Most reviews agree that it is well written. And many of them believe it to be the story of a captive who develops Stockholm syndrome and falls for her abusive captor, who is the hero of the story. They feel the development of the story is problematic and it should have never been published as it is offensive and racist.

I read many of the comments and reviews about the story and its controversy. Doing so reminded me of something I have found to be true about both art and artists: artists come with an agenda. All of them. Let me explain it with a couple of examples.

In a film class I took in college we discussed the work of Leni Riefenstahl. She pioneered certain film techniques and had a blossoming career. Then she became Hitler’s propaganda machine. Over the years of WWII she made films promoting the Nazi party, a choice for which she paid dearly after the war. The fact remains that she was a creative and talented filmmaker. She was good at what she did.

I was introduced to the music of Eminem by a co-worker. I found his music brutal, honest and engaging. Many people found his music misogynistic and racist. But he was and is a talented, creative musician. He was good at what he did.

From the reviews I read, Ms. Breslin is a talented writer, capable of excellent visual imagery. Her writing talent does not appear to be in question. One of the strongest complaints against the novel is the fact that at the end of the book, the heroine converts from Judaism to Christianity and this is what “saves” her. Kate Breslin is a writer of Christian fiction. That’s her agenda. From what I’ve read it sounds as if she wanted to show that no one is beyond God’s love and the teachings of Jesus can bring hope and salvation to anyone, even a Nazi.

Honestly, I doubt she looked beyond that agenda when writing this story. One of the other complaints about the story is they felt she worked so hard to make this “romance” work that it actually didn’t. In spite of her struggle to be as historically accurate as possible, she bent her own rules by forcing her hero to be a Nazi. She ignored the fact that no one who achieved a high enough status as to be in charge of one of the death camps would be anything less than a completely committed follower of Hitler. Her story needed him to have some qualms, so she gave him some. Doing so fit her agenda.

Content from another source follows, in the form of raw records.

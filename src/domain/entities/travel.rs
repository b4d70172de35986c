//! Guest travel records and their enumerations.

use chrono::{DateTime, NaiveDate, NaiveTime, Utc};
use regex::Regex;
use serde::{Deserialize, Serialize};
use std::fmt;
use std::str::FromStr;
use std::sync::LazyLock;

/// IATA-style flight number: airline designator, optional space, 1-4 digits
/// and an optional suffix letter (`TP1351`, `U2 7634`, `BA432A`).
pub static FLIGHT_NUMBER_REGEX: LazyLock<Regex> =
    LazyLock::new(|| Regex::new(r"^[A-Za-z0-9]{2}[A-Za-z]?\s?\d{1,4}[A-Za-z]?$").unwrap());

/// Raised when a stored or submitted enum string has no matching variant.
#[derive(Debug, Clone, PartialEq, Eq, thiserror::Error)]
#[error("unknown {kind} '{value}'")]
pub struct UnknownVariant {
    pub kind: &'static str,
    pub value: String,
}

/// How a guest reaches the event.
#[derive(Debug, Clone, Copy, PartialEq, Eq, Serialize, Deserialize)]
#[serde(rename_all = "lowercase")]
pub enum TransportMode {
    Air,
    Rail,
    Road,
}

impl TransportMode {
    pub fn as_str(&self) -> &'static str {
        match self {
            TransportMode::Air => "air",
            TransportMode::Rail => "rail",
            TransportMode::Road => "road",
        }
    }
}

impl FromStr for TransportMode {
    type Err = UnknownVariant;

    fn from_str(s: &str) -> Result<Self, Self::Err> {
        match s.trim().to_ascii_lowercase().as_str() {
            "air" => Ok(TransportMode::Air),
            "rail" => Ok(TransportMode::Rail),
            "road" => Ok(TransportMode::Road),
            _ => Err(UnknownVariant {
                kind: "transport mode",
                value: s.to_string(),
            }),
        }
    }
}

impl fmt::Display for TransportMode {
    fn fmt(&self, f: &mut fmt::Formatter<'_>) -> fmt::Result {
        f.write_str(self.as_str())
    }
}

/// Airline status of a guest's inbound flight.
#[derive(Debug, Clone, Copy, PartialEq, Eq, Serialize, Deserialize)]
#[serde(rename_all = "lowercase")]
pub enum FlightStatus {
    Scheduled,
    Confirmed,
    Delayed,
    Cancelled,
}

impl FlightStatus {
    pub fn as_str(&self) -> &'static str {
        match self {
            FlightStatus::Scheduled => "scheduled",
            FlightStatus::Confirmed => "confirmed",
            FlightStatus::Delayed => "delayed",
            FlightStatus::Cancelled => "cancelled",
        }
    }
}

impl FromStr for FlightStatus {
    type Err = UnknownVariant;

    fn from_str(s: &str) -> Result<Self, Self::Err> {
        match s.trim().to_ascii_lowercase().as_str() {
            "scheduled" => Ok(FlightStatus::Scheduled),
            "confirmed" => Ok(FlightStatus::Confirmed),
            "delayed" => Ok(FlightStatus::Delayed),
            "cancelled" => Ok(FlightStatus::Cancelled),
            _ => Err(UnknownVariant {
                kind: "flight status",
                value: s.to_string(),
            }),
        }
    }
}

impl fmt::Display for FlightStatus {
    fn fmt(&self, f: &mut fmt::Formatter<'_>) -> fmt::Result {
        f.write_str(self.as_str())
    }
}

/// Stored travel information for one guest.
#[derive(Debug, Clone)]
pub struct TravelInfo {
    pub id: i64,
    pub guest_id: i64,
    pub transport_mode: TransportMode,
    pub arrival_date: Option<NaiveDate>,
    pub arrival_time: Option<NaiveTime>,
    pub arrival_location: Option<String>,
    pub flight_number: Option<String>,
    pub needs_transportation: bool,
    pub flight_status: FlightStatus,
    pub created_at: DateTime<Utc>,
    pub updated_at: DateTime<Utc>,
}

/// Input data for creating or replacing a guest's travel information.
#[derive(Debug, Clone, PartialEq)]
pub struct NewTravelInfo {
    pub guest_id: i64,
    pub transport_mode: TransportMode,
    pub arrival_date: Option<NaiveDate>,
    pub arrival_time: Option<NaiveTime>,
    pub arrival_location: Option<String>,
    pub flight_number: Option<String>,
    pub needs_transportation: bool,
    pub flight_status: FlightStatus,
}

/// Read-only projection consumed by transport generation.
///
/// Produced by [`crate::domain::repositories::TravelRepository::find_flight_arrivals`],
/// which already restricts rows to confirmed air arrivals needing transport.
/// Date and time stay optional here; the bucketer decides what to skip.
#[derive(Debug, Clone, PartialEq)]
pub struct GuestTravelRecord {
    pub guest_id: i64,
    pub arrival_date: Option<NaiveDate>,
    pub arrival_time: Option<NaiveTime>,
    pub arrival_location: Option<String>,
    pub flight_number: Option<String>,
    pub needs_transportation: bool,
    pub flight_status: FlightStatus,
}

impl From<TravelInfo> for GuestTravelRecord {
    fn from(info: TravelInfo) -> Self {
        Self {
            guest_id: info.guest_id,
            arrival_date: info.arrival_date,
            arrival_time: info.arrival_time,
            arrival_location: info.arrival_location,
            flight_number: info.flight_number,
            needs_transportation: info.needs_transportation,
            flight_status: info.flight_status,
        }
    }
}

/// Parses a local clock time written as `HH:MM` or `HH:MM:SS`.
pub fn parse_arrival_time(raw: &str) -> Option<NaiveTime> {
    let raw = raw.trim();
    NaiveTime::parse_from_str(raw, "%H:%M")
        .or_else(|_| NaiveTime::parse_from_str(raw, "%H:%M:%S"))
        .ok()
}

With her focus on accomplishing her goal with her story, the idea that many would find her work offensive likely never occurred to her. As I said, I believe every writer, every artist has an agenda. There’s a reason every woman in Nora Roberts’ books ends up empowered, and usually in business for themselves. Female empowerment is her agenda and the romance is part of that. When I pick up a book by Sherilyn Kenyon I know going in that the hero, and probably the heroine will have suffered a painful and abusive childhood. Her agenda is to demonstrate that can be overcome through love.

And that is the big question to me. How important is our own agenda when we write? Do we recognize what our agenda is? And do we recognize it in the work of others? There were a number of people who commented that this novel should never have been published, that it was so insensitive and so offensive it should have been rejected. But we need to remember that the publisher and the author share a common agenda: to spread the word of Christ. Simply because we may not share that agenda doesn’t mean they aren’t entitled to have it.

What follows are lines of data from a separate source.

//! DTOs for event endpoints.

use chrono::{DateTime, NaiveDate, Utc};
use serde::{Deserialize, Serialize};
use serde_with::serde_as;
use validator::Validate;

use crate::domain::entities::{EventPatch, NewEvent, WeddingEvent};

/// Request body for `POST /api/events`.
#[derive(Debug, Deserialize, Validate)]
pub struct CreateEventRequest {
    #[validate(length(min = 1, max = 200))]
    pub name: String,

    #[validate(length(max = 200))]
    pub location: Option<String>,

    /// Where generated shuttles drop guests off.
    #[validate(length(max = 200))]
    pub hotel_name: Option<String>,

    /// Pickup buffer after landing as `HH:MM` (default 30 minutes).
    pub transport_buffer_time: Option<String>,

    pub start_date: Option<NaiveDate>,
    pub end_date: Option<NaiveDate>,
}

impl From<CreateEventRequest> for NewEvent {
    fn from(req: CreateEventRequest) -> Self {
        NewEvent {
            name: req.name,
            location: req.location,
            hotel_name: req.hotel_name,
            transport_buffer_time: req.transport_buffer_time,
            start_date: req.start_date,
            end_date: req.end_date,
        }
    }
}

/// Request body for `PATCH /api/events/{id}`.
///
/// Nullable fields: absent = no change, `null` = clear, value = set.
#[serde_as]
#[derive(Debug, Deserialize, Validate)]
pub struct UpdateEventRequest {
    #[validate(length(min = 1, max = 200))]
    pub name: Option<String>,

    #[serde(default, with = "::serde_with::rust::double_option")]
    pub location: Option<Option<String>>,

    #[serde(default, with = "::serde_with::rust::double_option")]
    pub hotel_name: Option<Option<String>>,

    #[serde(default, with = "::serde_with::rust::double_option")]
    pub transport_buffer_time: Option<Option<String>>,

    #[serde(default, with = "::serde_with::rust::double_option")]
    pub start_date: Option<Option<NaiveDate>>,

    #[serde(default, with = "::serde_with::rust::double_option")]
    pub end_date: Option<Option<NaiveDate>>,
}

impl From<UpdateEventRequest> for EventPatch {
    fn from(req: UpdateEventRequest) -> Self {
        EventPatch {
            name: req.name,
            location: req.location,
            hotel_name: req.hotel_name,
            transport_buffer_time: req.transport_buffer_time,
            start_date: req.start_date,
            end_date: req.end_date,
        }
    }
}

#[derive(Debug, Serialize)]
pub struct EventResponse {
    pub id: i64,
    pub name: String,
    pub location: Option<String>,
    pub hotel_name: Option<String>,
    pub transport_buffer_time: Option<String>,
    /// Buffer actually applied by generation.
    pub buffer_minutes: u32,
    pub start_date: Option<NaiveDate>,
    pub end_date: Option<NaiveDate>,
    pub created_at: DateTime<Utc>,
    pub updated_at: DateTime<Utc>,
}

impl From<WeddingEvent> for EventResponse {
    fn from(event: WeddingEvent) -> Self {
        let buffer_minutes = event.buffer_minutes();
        EventResponse {
            id: event.id,
            name: event.name,
            location: event.location,
            hotel_name: event.hotel_name,
            transport_buffer_time: event.transport_buffer_time,
            buffer_minutes,
            start_date: event.start_date,
            end_date: event.end_date,
            created_at: event.created_at,
            updated_at: event.updated_at,
        }
    }
}

#[derive(Debug, Serialize)]
pub struct EventListResponse {
    pub items: Vec<EventResponse>,
}
mod common;

use axum::{Router, routing::get};
use axum_test::TestServer;
use sqlx::PgPool;
use wedding_transport::api::handlers::health_handler;

fn make_server(pool: PgPool) -> TestServer {
    let state = common::create_test_state(pool);
    let app = Router::new()
        .route("/health", get(health_handler))
        .with_state(state);
    TestServer::new(app).unwrap()
}

#[sqlx::test]
async fn test_health_all_probes_pass(pool: PgPool) {
    let server = make_server(pool);

    let response = server.get("/health").await;

    response.assert_status_ok();

    let json = response.json::<serde_json::Value>();
    assert_eq!(json["status"], "healthy");
    assert_eq!(json["checks"]["database"]["status"], "ok");
    assert_eq!(json["checks"]["lock"]["status"], "ok");
    assert_eq!(json["checks"]["lock"]["message"], "local backend reachable");
}

#[sqlx::test]
async fn test_health_reports_crate_version(pool: PgPool) {
    let server = make_server(pool);

    let json = server.get("/health").await.json::<serde_json::Value>();

    assert_eq!(json["version"], env!("CARGO_PKG_VERSION"));
    assert_eq!(json["checks"]["database"]["message"], "connected");
}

Rather than censoring the work, it might be better if we understood and evaluated that work in terms of the agenda behind it. There are always going to be things out there which grate on the edges of our nerves, or stir intense and disturbing feelings in us. Even better, they make us stand up and say this is wrong, this is bad, this is hurtful. The more we practice standing up for what we believe, the more chance we stand of changing other people’s agendas.

8 thoughts on “Leni Riefenstahl, Eminem and Kate Breslin”

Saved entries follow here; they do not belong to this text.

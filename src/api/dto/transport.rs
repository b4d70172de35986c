//! DTOs for transport group endpoints and generation.

use chrono::{DateTime, NaiveDate, Utc};
use regex::Regex;
use serde::{Deserialize, Serialize};
use std::sync::LazyLock;
use validator::Validate;

use crate::application::services::GenerationReport;
use crate::domain::entities::{
    GroupStatus, TransportAllocation, TransportGroup, TransportGroupPatch, VehicleType,
};

/// Pickup slot label, `HH:MM` on the half hour.
static SLOT_REGEX: LazyLock<Regex> =
    LazyLock::new(|| Regex::new(r"^([01]\d|2[0-3]):(00|30)$").unwrap());

/// Response of `POST /api/events/{id}/generate-transport-from-flights`.
///
/// Field names are camelCase for the planning front end.
#[derive(Debug, Serialize)]
#[serde(rename_all = "camelCase")]
pub struct GenerationResponse {
    pub success: bool,
    pub groups_created: usize,
    pub groups_updated: usize,
    pub guests_processed: usize,
    pub guests_grouped: usize,
    pub buffer_minutes: u32,
    pub skipped: Vec<i64>,
}

impl From<GenerationReport> for GenerationResponse {
    fn from(report: GenerationReport) -> Self {
        GenerationResponse {
            success: true,
            groups_created: report.groups_created,
            groups_updated: report.groups_updated,
            guests_processed: report.guests_processed,
            guests_grouped: report.guests_grouped,
            buffer_minutes: report.buffer_minutes,
            skipped: report.skipped,
        }
    }
}

#[derive(Debug, Serialize)]
pub struct TransportGroupResponse {
    pub id: i64,
    pub event_id: i64,
    pub name: String,
    pub pickup_location: String,
    pub pickup_date: NaiveDate,
    pub pickup_time_slot: String,
    pub dropoff_location: String,
    pub vehicle_type: VehicleType,
    pub vehicle_count: i32,
    pub vehicle_capacity: i32,
    pub total_seats: i32,
    pub status: GroupStatus,
    pub transport_mode: String,
    /// Set on groups produced by flight-driven generation.
    pub generated: bool,
    pub created_at: DateTime<Utc>,
    pub updated_at: DateTime<Utc>,
}

impl From<TransportGroup> for TransportGroupResponse {
    fn from(group: TransportGroup) -> Self {
        let total_seats = group.total_seats();
        TransportGroupResponse {
            id: group.id,
            event_id: group.event_id,
            name: group.name,
            pickup_location: group.pickup_location,
            pickup_date: group.pickup_date,
            pickup_time_slot: group.pickup_time_slot,
            dropoff_location: group.dropoff_location,
            vehicle_type: group.vehicle_type,
            vehicle_count: group.vehicle_count,
            vehicle_capacity: group.vehicle_capacity,
            total_seats,
            status: group.status,
            transport_mode: group.transport_mode,
            generated: group.generation_key.is_some(),
            created_at: group.created_at,
            updated_at: group.updated_at,
        }
    }
}

#[derive(Debug, Serialize)]
pub struct AllocationResponse {
    pub id: i64,
    pub guest_id: i64,
    pub status: String,
    pub includes_plus_one: bool,
    pub includes_children: bool,
    pub children_count: i32,
    pub created_at: DateTime<Utc>,
}

impl From<TransportAllocation> for AllocationResponse {
    fn from(a: TransportAllocation) -> Self {
        AllocationResponse {
            id: a.id,
            guest_id: a.guest_id,
            status: a.status,
            includes_plus_one: a.includes_plus_one,
            includes_children: a.includes_children,
            children_count: a.children_count,
            created_at: a.created_at,
        }
    }
}

/// A group with its allocated guests.
#[derive(Debug, Serialize)]
pub struct TransportGroupDetailResponse {
    #[serde(flatten)]
    pub group: TransportGroupResponse,
    pub allocations: Vec<AllocationResponse>,
}

#[derive(Debug, Serialize)]
pub struct TransportGroupListResponse {
    pub items: Vec<TransportGroupResponse>,
}

#[derive(Debug, Serialize)]
pub struct DeleteDraftsResponse {
    pub deleted: u64,
}

/// Request body for `PATCH /api/transport-groups/{id}`.
///
/// All fields are optional; only provided fields are changed.
#[derive(Debug, Deserialize, Validate)]
pub struct UpdateTransportGroupRequest {
    #[validate(length(min = 1, max = 200))]
    pub name: Option<String>,

    #[validate(length(min = 1, max = 100))]
    pub pickup_location: Option<String>,

    pub pickup_date: Option<NaiveDate>,

    #[validate(regex(path = *SLOT_REGEX, message = "Slot must be HH:00 or HH:30"))]
    pub pickup_time_slot: Option<String>,

    #[validate(length(min = 1, max = 200))]
    pub dropoff_location: Option<String>,

    pub vehicle_type: Option<VehicleType>,

    #[validate(range(min = 1, max = 50))]
    pub vehicle_count: Option<i32>,

    #[validate(range(min = 1, max = 100))]
    pub vehicle_capacity: Option<i32>,

    pub status: Option<GroupStatus>,
}

impl From<UpdateTransportGroupRequest> for TransportGroupPatch {
    fn from(req: UpdateTransportGroupRequest) -> Self {
        TransportGroupPatch {
            name: req.name,
            pickup_location: req.pickup_location,
            pickup_date: req.pickup_date,
            pickup_time_slot: req.pickup_time_slot,
            dropoff_location: req.dropoff_location,
            vehicle_type: req.vehicle_type,
            vehicle_count: req.vehicle_count,
            vehicle_capacity: req.vehicle_capacity,
            status: req.status,
        }
    }
}

#[cfg(test)]
mod tests {
    use super::*;

    #[test]
    fn test_generation_response_is_camel_case() {
        let report = GenerationReport {
            groups_created: 2,
            groups_updated: 1,
            guests_processed: 9,
            guests_grouped: 8,
            buffer_minutes: 30,
            skipped: vec![17],
            groups_removed: 0,
        };

        let json = serde_json::to_value(GenerationResponse::from(report)).unwrap();

        assert_eq!(json["success"], true);
        assert_eq!(json["groupsCreated"], 2);
        assert_eq!(json["groupsUpdated"], 1);
        assert_eq!(json["guestsProcessed"], 9);
        assert_eq!(json["guestsGrouped"], 8);
        assert_eq!(json["bufferMinutes"], 30);
        assert_eq!(json["skipped"][0], 17);
        assert!(json.get("groupsRemoved").is_none());
    }

    #[test]
    fn test_update_request_validation() {
        let ok: UpdateTransportGroupRequest =
            serde_json::from_str(r#"{"pickup_time_slot": "13:30", "status": "pending"}"#).unwrap();
        assert!(ok.validate().is_ok());
        assert_eq!(ok.status, Some(GroupStatus::Pending));

        let bad_slot: UpdateTransportGroupRequest =
            serde_json::from_str(r#"{"pickup_time_slot": "13:15"}"#).unwrap();
        assert!(bad_slot.validate().is_err());

        let bad_count: UpdateTransportGroupRequest =
            serde_json::from_str(r#"{"vehicle_count": 0}"#).unwrap();
        assert!(bad_count.validate().is_err());
    }
}
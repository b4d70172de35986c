//! Application error type and its HTTP mapping.
//!
//! Every handler returns `Result<_, AppError>`. Errors render as
//!
//! ```json
//! { "error": { "code": "not_found", "message": "Event not found", "details": {} } }
//! ```

use axum::{
    Json,
    http::{StatusCode, header},
    response::{IntoResponse, Response},
};
use serde::Serialize;
use serde_json::{Value, json};
use std::fmt;

#[derive(Serialize)]
struct ErrorBody {
    error: ErrorInfo,
}

/// Serializable error payload, also embedded in per-row batch results.
#[derive(Debug, Clone, Serialize)]
pub struct ErrorInfo {
    pub code: &'static str,
    pub message: String,
    pub details: Value,
}

#[derive(Debug)]
pub enum AppError {
    Validation { message: String, details: Value },
    Unauthorized { message: String, details: Value },
    NotFound { message: String, details: Value },
    Conflict { message: String, details: Value },
    Internal { message: String, details: Value },
}

impl AppError {
    pub fn bad_request(message: impl Into<String>, details: Value) -> Self {
        Self::Validation {
            message: message.into(),
            details,
        }
    }
    pub fn unauthorized(message: impl Into<String>, details: Value) -> Self {
        Self::Unauthorized {
            message: message.into(),
            details,
        }
    }
    pub fn not_found(message: impl Into<String>, details: Value) -> Self {
        Self::NotFound {
            message: message.into(),
            details,
        }
    }
    pub fn conflict(message: impl Into<String>, details: Value) -> Self {
        Self::Conflict {
            message: message.into(),
            details,
        }
    }
    pub fn internal(message: impl Into<String>, details: Value) -> Self {
        Self::Internal {
            message: message.into(),
            details,
        }
    }

    /// HTTP status code this error maps to.
    pub fn status(&self) -> StatusCode {
        match self {
            AppError::Validation { .. } => StatusCode::BAD_REQUEST,
            AppError::Unauthorized { .. } => StatusCode::UNAUTHORIZED,
            AppError::NotFound { .. } => StatusCode::NOT_FOUND,
            AppError::Conflict { .. } => StatusCode::CONFLICT,
            AppError::Internal { .. } => StatusCode::INTERNAL_SERVER_ERROR,
        }
    }

    fn code(&self) -> &'static str {
        match self {
            AppError::Validation { .. } => "validation_error",
            AppError::Unauthorized { .. } => "unauthorized",
            AppError::NotFound { .. } => "not_found",
            AppError::Conflict { .. } => "conflict",
            AppError::Internal { .. } => "internal_error",
        }
    }

    fn parts(&self) -> (&str, &Value) {
        match self {
            AppError::Validation { message, details }
            | AppError::Unauthorized { message, details }
            | AppError::NotFound { message, details }
            | AppError::Conflict { message, details }
            | AppError::Internal { message, details } => (message, details),
        }
    }

    /// Converts the error into a payload usable inside a batch response.
    pub fn to_error_info(&self) -> ErrorInfo {
        let (message, details) = self.parts();
        ErrorInfo {
            code: self.code(),
            message: message.to_string(),
            details: details.clone(),
        }
    }
}

impl fmt::Display for AppError {
    fn fmt(&self, f: &mut fmt::Formatter<'_>) -> fmt::Result {
        let (message, _) = self.parts();
        write!(f, "{}: {}", self.code(), message)
    }
}

impl std::error::Error for AppError {}

impl IntoResponse for AppError {
    fn into_response(self) -> Response {
        let status = self.status();
        let body = ErrorBody {
            error: self.to_error_info(),
        };

        if status == StatusCode::UNAUTHORIZED {
            return (
                status,
                [(header::WWW_AUTHENTICATE, "Bearer")],
                Json(body),
            )
                .into_response();
        }

        (status, Json(body)).into_response()
    }
}

impl From<sqlx::Error> for AppError {
    fn from(e: sqlx::Error) -> Self {
        if let Some(db) = e.as_database_error() {
            if db.is_unique_violation() {
                return AppError::conflict(
                    "Unique constraint violation",
                    json!({ "constraint": db.constraint() }),
                );
            }
            if db.is_foreign_key_violation() {
                return AppError::bad_request(
                    "Referenced record does not exist",
                    json!({ "constraint": db.constraint() }),
                );
            }
            if db.is_check_violation() {
                return AppError::bad_request(
                    "Value rejected by database constraint",
                    json!({ "constraint": db.constraint() }),
                );
            }
        }

        tracing::error!(error = %e, "Database error");
        AppError::internal("Database error", json!({}))
    }
}

impl From<validator::ValidationErrors> for AppError {
    fn from(errors: validator::ValidationErrors) -> Self {
        let details = serde_json::to_value(&errors).unwrap_or_else(|_| json!({}));
        AppError::bad_request("Validation failed", details)
    }
}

  1. Excellent post, thanks for raising the topic of agendas. I know my writing agenda, what I refer to as my core truths. Employing and exploring my core truths is helping make me a better writer and a stronger person. I hope I help my readers find their truths in the process. Isn’t growth the best part of the creative process?

    Liked by 1 person

  2. Excellent, thought-provoking post. I agree that every author has an agenda (or world view, as I usually think of it). I realized long ago that the most popular authors are popular because their world view/agenda jibes with that of large numbers of readers. Most romance authors connect with their readers because we write stories where “love conquers all”. People who think that world view is unrealistic and naive tend to denigrate romance.

    I know that some of my early romances are too gritty and realistic for some readers and I’ve gotten some serious flak on some of them. But that is my world view and I can’t change it, or fake it. I think what’s helping me in romance is that as I grow older (and more and more weary of the violence and suffering in the world), my world view has softened and become more “warm and fuzzy” and less gritty.

    And agree that it’s wrong to tell a writer they can’t write a story about a certain agenda or world view. That is how they see the world and they can’t really change it. And we are fortunate as artists to have the freedom to write stories with all sorts of agendas; for many, many years artists were suppressed and censored.

    Liked by 1 person

  3. Interesting post. I write stories that bring up racism and sexism in the context of historical novels. It was there and it works as a conflict many times. That story wouldn’t be one I would read, but some would like it. Makes you think.

    Liked by 1 person

  4. Regarding Eminem: I spent quite a lot of time listening to his music a few years ago, and I always had the impression that what he was mainly doing was a form of self-expression or self-analysis, where he dealt with his fears, tried to understand himself, whatnot, through his music. His songs about women and his wife e.g. are not so much misogynist in my eyes, as they are an exploration of his own problems in the area.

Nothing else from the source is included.